Even within traditional battleground states, I suspect there will be an internal realignment in 2008 compared to 2000 and 2004. In Michigan, we're probably like to see more Wisconsin-esque counties on the Upper Peninsula go blue while the suburbs of Detroit, influenced by the metro area's racial polarization and fear of Democratic-supported increases in CAFE standards for the auto industry, trend towards McCain. In Pennsylvania, Obama's victory is likely to be scored based on a handful of affluent counties in suburban Philadelphia running up supersized Obama margins, even as Allegheny and Erie Counties are the only two counties in the entire western two-thirds of Pennsylvania to follow suit for Obama. As for Ohio, an Obama victory (which I see as a longshot) is likely to require huge Democratic gains in affluent suburban counties near Cleveland (Lake County), Columbus (Delaware County), and smaller margins of defeat in metropolitan Cincinnati, given the likelihood that Obama will underperform Kerry by double digits in the Appalachain counties of southern Ohio.
Put in a broader context, I thoroughly applaud Obama's efforts to expand the map by targeting the seven solid red states that he has. Of the seven, only Georgia strikes me a miscalculation of resource investment. Most of the states involve cheap media markets (Alaska, Montana, North Dakota) that it would be stupid for a campaign as well-funded as Obama's to NOT invest resources there even if polls showed him behind by 15 points led alone tied. Of course, his campaign's already getting cynical feedback from the likes of Real Clear Politics and others about how the campaign will have much to answer for if it loses traditional battlegrounds like Michigan, Ohio, and Florida as a result of "wasting resources" in crimson red states that would never have gone for Obama in the first place.

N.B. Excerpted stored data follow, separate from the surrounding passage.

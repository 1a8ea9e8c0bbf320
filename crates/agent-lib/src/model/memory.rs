//! In-memory object model backed by a JSON snapshot
//!
//! Used by the agent to host the room model outside the modelling tool and
//! by tests as a recording fake.

use super::{AttrValue, ObjectId, ObjectModel};
use crate::error::ModelError;
use anyhow::{Context, Result};
use dashmap::DashMap;
use serde::{Deserialize, Serialize};
use std::collections::BTreeMap;
use std::path::Path;
use std::sync::atomic::{AtomicU64, Ordering};
use tracing::debug;

/// Serialized form of a single object
#[derive(Debug, Clone, PartialEq, Serialize, Deserialize)]
pub struct ObjectSnapshot {
    pub name: ObjectId,
    pub class: String,
    #[serde(default)]
    pub attributes: BTreeMap<String, AttrValue>,
}

/// Serialized form of the whole model
#[derive(Debug, Clone, Default, PartialEq, Serialize, Deserialize)]
pub struct ModelSnapshot {
    #[serde(default)]
    pub objects: Vec<ObjectSnapshot>,
}

#[derive(Debug, Clone)]
struct ObjectState {
    class: String,
    attributes: BTreeMap<String, AttrValue>,
}

/// Thread-safe object model kept in memory
#[derive(Debug, Default)]
pub struct InMemoryModel {
    /// Map of object name -> state
    objects: DashMap<ObjectId, ObjectState>,
    /// Number of derived-value recomputations requested
    derive_count: AtomicU64,
}

impl InMemoryModel {
    pub fn new() -> Self {
        Self::default()
    }

    /// Build a model from a snapshot, later objects replace earlier ones
    pub fn from_snapshot(snapshot: ModelSnapshot) -> Self {
        let model = Self::new();
        for obj in snapshot.objects {
            model.objects.insert(
                obj.name,
                ObjectState {
                    class: obj.class,
                    attributes: obj.attributes,
                },
            );
        }
        model
    }

    /// Load a JSON snapshot from disk
    pub fn load(path: &Path) -> Result<Self> {
        let content = std::fs::read_to_string(path)
            .with_context(|| format!("Failed to read model file {}", path.display()))?;
        let snapshot: ModelSnapshot =
            serde_json::from_str(&content).context("Failed to parse model file")?;
        debug!(objects = snapshot.objects.len(), path = %path.display(), "Loaded model snapshot");
        Ok(Self::from_snapshot(snapshot))
    }

    /// Write the current state as a JSON snapshot
    pub fn save(&self, path: &Path) -> Result<()> {
        let content =
            serde_json::to_string_pretty(&self.snapshot()).context("Failed to serialize model")?;
        std::fs::write(path, content)
            .with_context(|| format!("Failed to write model file {}", path.display()))?;
        Ok(())
    }

    /// Current state sorted by object name
    pub fn snapshot(&self) -> ModelSnapshot {
        let mut objects: Vec<ObjectSnapshot> = self
            .objects
            .iter()
            .map(|r| ObjectSnapshot {
                name: r.key().clone(),
                class: r.value().class.clone(),
                attributes: r.value().attributes.clone(),
            })
            .collect();
        objects.sort_by(|a, b| a.name.cmp(&b.name));
        ModelSnapshot { objects }
    }

    /// Create an object without attributes
    pub fn insert(&self, name: impl Into<ObjectId>, class: impl Into<String>) {
        self.objects.insert(
            name.into(),
            ObjectState {
                class: class.into(),
                attributes: BTreeMap::new(),
            },
        );
    }

    pub fn len(&self) -> usize {
        self.objects.len()
    }

    pub fn is_empty(&self) -> bool {
        self.objects.is_empty()
    }

    /// How many times derived values were recomputed
    pub fn derive_count(&self) -> u64 {
        self.derive_count.load(Ordering::SeqCst)
    }
}

impl ObjectModel for InMemoryModel {
    fn objects_of_class(&self, class: &str) -> Vec<ObjectId> {
        let mut names: Vec<ObjectId> = self
            .objects
            .iter()
            .filter(|r| r.value().class == class)
            .map(|r| r.key().clone())
            .collect();
        names.sort();
        names
    }

    fn attribute(&self, object: &str, attribute: &str) -> Option<AttrValue> {
        self.objects
            .get(object)
            .and_then(|r| r.value().attributes.get(attribute).cloned())
    }

    fn check_attribute(
        &self,
        object: &str,
        attribute: &str,
        value: &AttrValue,
    ) -> Result<(), ModelError> {
        let entry = self
            .objects
            .get(object)
            .ok_or_else(|| ModelError::UnknownObject(object.to_string()))?;
        coerce(object, attribute, entry.attributes.get(attribute), value.clone()).map(|_| ())
    }

    fn set_attribute(
        &self,
        object: &str,
        attribute: &str,
        value: AttrValue,
    ) -> Result<(), ModelError> {
        let mut entry = self
            .objects
            .get_mut(object)
            .ok_or_else(|| ModelError::UnknownObject(object.to_string()))?;

        let value = coerce(object, attribute, entry.attributes.get(attribute), value)?;
        entry.attributes.insert(attribute.to_string(), value);
        Ok(())
    }

    fn update_derived_values(&self) {
        self.derive_count.fetch_add(1, Ordering::SeqCst);
    }
}

/// Keep the stored type of an existing attribute; integers widen into reals
fn coerce(
    object: &str,
    attribute: &str,
    current: Option<&AttrValue>,
    value: AttrValue,
) -> Result<AttrValue, ModelError> {
    match (current, value) {
        (Some(AttrValue::Real(_)), AttrValue::Integer(v)) => Ok(AttrValue::Real(v as f64)),
        (Some(current), value)
            if std::mem::discriminant(current) != std::mem::discriminant(&value) =>
        {
            Err(ModelError::WriteRejected {
                object: object.to_string(),
                attribute: attribute.to_string(),
                reason: format!(
                    "expected {}, got {}",
                    current.type_name(),
                    value.type_name()
                ),
            })
        }
        (_, value) => Ok(value),
    }
}
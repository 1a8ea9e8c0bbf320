//! HTTP API: the toggle action, run status, model snapshot, health and metrics

use agent_lib::{
    health::{components, ComponentStatus, HealthRegistry},
    model::InMemoryModel,
    observability::AgentMetrics,
    RunController, RunState,
};
use axum::{
    extract::State,
    http::StatusCode,
    response::IntoResponse,
    routing::{get, post},
    Json, Router,
};
use prometheus::{Encoder, TextEncoder};
use serde::Serialize;
use std::sync::Arc;
use tracing::{error, info};

/// Shared application state
#[derive(Clone)]
pub struct AppState {
    pub controller: RunController,
    pub model: Arc<InMemoryModel>,
    pub health_registry: HealthRegistry,
    pub metrics: AgentMetrics,
}

impl AppState {
    pub fn new(
        controller: RunController,
        model: Arc<InMemoryModel>,
        health_registry: HealthRegistry,
        metrics: AgentMetrics,
    ) -> Self {
        Self {
            controller,
            model,
            health_registry,
            metrics,
        }
    }
}

#[derive(Debug, Serialize)]
struct ToggleResponse {
    state: RunState,
}

#[derive(Debug, Serialize)]
struct ErrorResponse {
    error: String,
}

/// Start a run when idle, stop the current one when running
async fn toggle(State(state): State<Arc<AppState>>) -> impl IntoResponse {
    match state.controller.toggle().await {
        Ok(run_state) => {
            info!(state = ?run_state, "Toggle handled");
            (StatusCode::OK, Json(ToggleResponse { state: run_state })).into_response()
        }
        Err(e) => {
            error!(error = %e, "Toggle failed");
            state
                .health_registry
                .set_unhealthy(components::CONTROLLER, e.to_string())
                .await;
            (
                StatusCode::INTERNAL_SERVER_ERROR,
                Json(ErrorResponse {
                    error: e.to_string(),
                }),
            )
                .into_response()
        }
    }
}

/// Current lifecycle state and the outcome of the last finished run
async fn status(State(state): State<Arc<AppState>>) -> impl IntoResponse {
    Json(state.controller.status())
}

/// Snapshot of every object in the model
async fn model(State(state): State<Arc<AppState>>) -> impl IntoResponse {
    Json(state.model.snapshot())
}

/// Health check response - returns 200 if healthy, 503 if unhealthy
async fn healthz(State(state): State<Arc<AppState>>) -> impl IntoResponse {
    let health = state.health_registry.health().await;

    let status_code = match health.status {
        ComponentStatus::Healthy => StatusCode::OK,
        // The last run failed but the next activation may still succeed
        ComponentStatus::Degraded => StatusCode::OK,
        ComponentStatus::Unhealthy => StatusCode::SERVICE_UNAVAILABLE,
    };

    (status_code, Json(health))
}

/// Readiness check response - returns 200 if ready, 503 if not ready
async fn readyz(State(state): State<Arc<AppState>>) -> impl IntoResponse {
    let readiness = state.health_registry.readiness().await;

    let status_code = if readiness.ready {
        StatusCode::OK
    } else {
        StatusCode::SERVICE_UNAVAILABLE
    };

    (status_code, Json(readiness))
}

/// Prometheus metrics endpoint
async fn metrics() -> impl IntoResponse {
    let encoder = TextEncoder::new();
    let metric_families = prometheus::gather();
    let mut buffer = Vec::new();

    if let Err(e) = encoder.encode(&metric_families, &mut buffer) {
        error!(error = %e, "Failed to encode metrics");
        return (StatusCode::INTERNAL_SERVER_ERROR, e.to_string()).into_response();
    }

    (
        StatusCode::OK,
        [("content-type", "text/plain; charset=utf-8")],
        buffer,
    )
        .into_response()
}

/// Create the API router
pub fn create_router(state: Arc<AppState>) -> Router {
    Router::new()
        .route("/api/v1/toggle", post(toggle))
        .route("/api/v1/status", get(status))
        .route("/api/v1/model", get(model))
        .route("/healthz", get(healthz))
        .route("/readyz", get(readyz))
        .route("/metrics", get(metrics))
        .with_state(state)
}

/// Start the API server, returning once `shutdown` resolves
pub async fn serve(
    port: u16,
    state: Arc<AppState>,
    shutdown: impl std::future::Future<Output = ()> + Send + 'static,
) -> anyhow::Result<()> {
    let app = create_router(state);

    let addr = format!("0.0.0.0:{}", port);
    info!(addr = %addr, "Starting API server");

    let listener = tokio::net::TcpListener::bind(&addr).await?;
    axum::serve(listener, app)
        .with_graceful_shutdown(shutdown)
        .await?;

    Ok(())
}
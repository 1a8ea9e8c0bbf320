//! Object model facade
//!
//! The modelling tool exposes a dynamic object system: objects belong to a
//! named class and carry named attributes. [`ObjectModel`] is the narrow
//! slice of that system a prediction run consumes. [`RoomModel`] layers one
//! typed method per logical field on top so the worker never handles class or
//! attribute names directly.

mod memory;
mod room;
pub mod schema;

pub use memory::{InMemoryModel, ModelSnapshot, ObjectSnapshot};
pub use room::RoomModel;

use crate::error::ModelError;
use serde::{Deserialize, Serialize};
use std::fmt;

/// Identifier of an object instance in the model
pub type ObjectId = String;

/// Attribute value as stored by the model
#[derive(Debug, Clone, PartialEq, Serialize, Deserialize)]
#[serde(untagged)]
pub enum AttrValue {
    Boolean(bool),
    Integer(i64),
    Real(f64),
    String(String),
}

impl AttrValue {
    /// Read as a real; integers widen
    pub fn as_real(&self) -> Option<f64> {
        match self {
            AttrValue::Real(v) => Some(*v),
            AttrValue::Integer(v) => Some(*v as f64),
            _ => None,
        }
    }

    pub fn as_integer(&self) -> Option<i64> {
        match self {
            AttrValue::Integer(v) => Some(*v),
            _ => None,
        }
    }

    pub fn as_bool(&self) -> Option<bool> {
        match self {
            AttrValue::Boolean(v) => Some(*v),
            _ => None,
        }
    }

    pub fn type_name(&self) -> &'static str {
        match self {
            AttrValue::Boolean(_) => "Boolean",
            AttrValue::Integer(_) => "Integer",
            AttrValue::Real(_) => "Real",
            AttrValue::String(_) => "String",
        }
    }
}

impl fmt::Display for AttrValue {
    fn fmt(&self, f: &mut fmt::Formatter<'_>) -> fmt::Result {
        match self {
            AttrValue::Boolean(v) => write!(f, "{}", v),
            AttrValue::Integer(v) => write!(f, "{}", v),
            AttrValue::Real(v) => write!(f, "{}", v),
            AttrValue::String(v) => write!(f, "'{}'", v),
        }
    }
}

impl From<bool> for AttrValue {
    fn from(v: bool) -> Self {
        AttrValue::Boolean(v)
    }
}

impl From<i64> for AttrValue {
    fn from(v: i64) -> Self {
        AttrValue::Integer(v)
    }
}

impl From<f64> for AttrValue {
    fn from(v: f64) -> Self {
        AttrValue::Real(v)
    }
}

impl From<&str> for AttrValue {
    fn from(v: &str) -> Self {
        AttrValue::String(v.to_string())
    }
}

impl From<String> for AttrValue {
    fn from(v: String) -> Self {
        AttrValue::String(v)
    }
}

/// Dynamic access to the live object model
pub trait ObjectModel: Send + Sync {
    /// All objects of a class, in a stable order
    fn objects_of_class(&self, class: &str) -> Vec<ObjectId>;

    /// Any one object of a class, used for singleton lookups
    fn any_object_of_class(&self, class: &str) -> Option<ObjectId> {
        self.objects_of_class(class).into_iter().next()
    }

    /// Raw attribute value, `None` when the object or attribute is unset
    fn attribute(&self, object: &str, attribute: &str) -> Option<AttrValue>;

    /// Real-valued attribute, `None` when unset or not numeric
    fn real_attribute(&self, object: &str, attribute: &str) -> Option<f64> {
        self.attribute(object, attribute).and_then(|v| v.as_real())
    }

    /// Integer-valued attribute, `None` when unset or not an integer
    fn integer_attribute(&self, object: &str, attribute: &str) -> Option<i64> {
        self.attribute(object, attribute).and_then(|v| v.as_integer())
    }

    /// Whether `set_attribute` would accept this value, without writing it
    fn check_attribute(
        &self,
        object: &str,
        attribute: &str,
        value: &AttrValue,
    ) -> Result<(), ModelError>;

    fn set_attribute(
        &self,
        object: &str,
        attribute: &str,
        value: AttrValue,
    ) -> Result<(), ModelError>;

    /// Recompute derived attributes
    fn update_derived_values(&self);
}
//! Output formatting utilities

use clap::ValueEnum;
use colored::Colorize;
use serde::Serialize;
use tabled::{settings::Style, Table, Tabled};

/// Output format for CLI commands
#[derive(Debug, Clone, Copy, Default, PartialEq, Eq, ValueEnum)]
pub enum OutputFormat {
    /// Table format (default)
    #[default]
    Table,
    /// JSON format
    Json,
}

/// Print a table from a list of items
pub fn print_table<T: Tabled>(items: &[T]) {
    if items.is_empty() {
        println!("{}", "No items found".yellow());
        return;
    }
    let table = Table::new(items).with(Style::rounded()).to_string();
    println!("{}", table);
}

/// Print any response as pretty JSON
pub fn print_json<T: Serialize>(value: &T) -> anyhow::Result<()> {
    println!("{}", serde_json::to_string_pretty(value)?);
    Ok(())
}

/// Print a success message
pub fn print_success(message: &str) {
    println!("{} {}", "✓".green().bold(), message);
}

/// Print an error message
pub fn print_error(message: &str) {
    eprintln!("{} {}", "✗".red().bold(), message);
}

/// Print a warning message
pub fn print_warning(message: &str) {
    println!("{} {}", "⚠".yellow().bold(), message);
}

/// Print an info message
pub fn print_info(message: &str) {
    println!("{} {}", "ℹ".blue().bold(), message);
}

/// Format epoch milliseconds as local wall-clock time
pub fn format_timestamp_ms(ms: i64) -> String {
    match chrono::DateTime::from_timestamp_millis(ms) {
        Some(dt) => dt
            .with_timezone(&chrono::Local)
            .format("%Y-%m-%d %H:%M:%S")
            .to_string(),
        None => ms.to_string(),
    }
}

/// Format a duration between two epoch-millisecond instants
pub fn format_elapsed_ms(started: i64, finished: i64) -> String {
    let ms = finished.saturating_sub(started).max(0);
    if ms >= 1000 {
        format!("{:.1}s", ms as f64 / 1000.0)
    } else {
        format!("{}ms", ms)
    }
}

/// Render a model attribute value without JSON quoting
pub fn format_attribute(value: &serde_json::Value) -> String {
    match value {
        serde_json::Value::String(s) => s.clone(),
        serde_json::Value::Bool(true) => "on".to_string(),
        serde_json::Value::Bool(false) => "off".to_string(),
        other => other.to_string(),
    }
}

/// Color status based on value
pub fn color_status(status: &str) -> String {
    match status.to_lowercase().as_str() {
        "idle" => status.blue().to_string(),
        "running" | "completed" | "healthy" => status.green().to_string(),
        "cancelled" | "degraded" => status.yellow().to_string(),
        "aborted" | "unhealthy" => status.red().to_string(),
        _ => status.to_string(),
    }
}

/// Color an on/off flag
pub fn color_switch(on: bool) -> String {
    if on {
        "on".green().to_string()
    } else {
        "off".dimmed().to_string()
    }
}

#[cfg(test)]
mod tests {
    use super::*;

    #[test]
    fn test_format_elapsed() {
        assert_eq!(format_elapsed_ms(1000, 1420), "420ms");
        assert_eq!(format_elapsed_ms(1000, 3500), "2.5s");
        assert_eq!(format_elapsed_ms(2000, 1000), "0ms");
    }

    #[test]
    fn test_format_attribute() {
        assert_eq!(format_attribute(&serde_json::json!("1700000000000")), "1700000000000");
        assert_eq!(format_attribute(&serde_json::json!(22)), "22");
        assert_eq!(format_attribute(&serde_json::json!(22.5)), "22.5");
        assert_eq!(format_attribute(&serde_json::json!(true)), "on");
    }

    #[test]
    fn test_color_status_keeps_text() {
        colored::control::set_override(false);
        assert_eq!(color_status("running"), "running");
        assert_eq!(color_status("unknown"), "unknown");
    }
}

In other words, long live the 18-state strategy. That logic strikes me as flawed at many levels. There comes a point of diminishing returns as it pertains to campaign advertising. If $20 million worth of advertising in Ohio isn't enough to swing Ohio to Obama, then why should anyone believe $25 million would be? Again, redirecting some of that money to dirt-cheap North Dakota seems painfully obvious even if McCain was ahead there by 15 points, not 2-3 points. Ultimately, I'm doubtful that any of the targeted red states will go Obama beyond Virginia, but I'm not prepared to make that a self-fulfilling prophesy by ignoring them the way Al Gore and John Kerry did with several winnable states, and I'm glad Obama isn't willing to accept it either.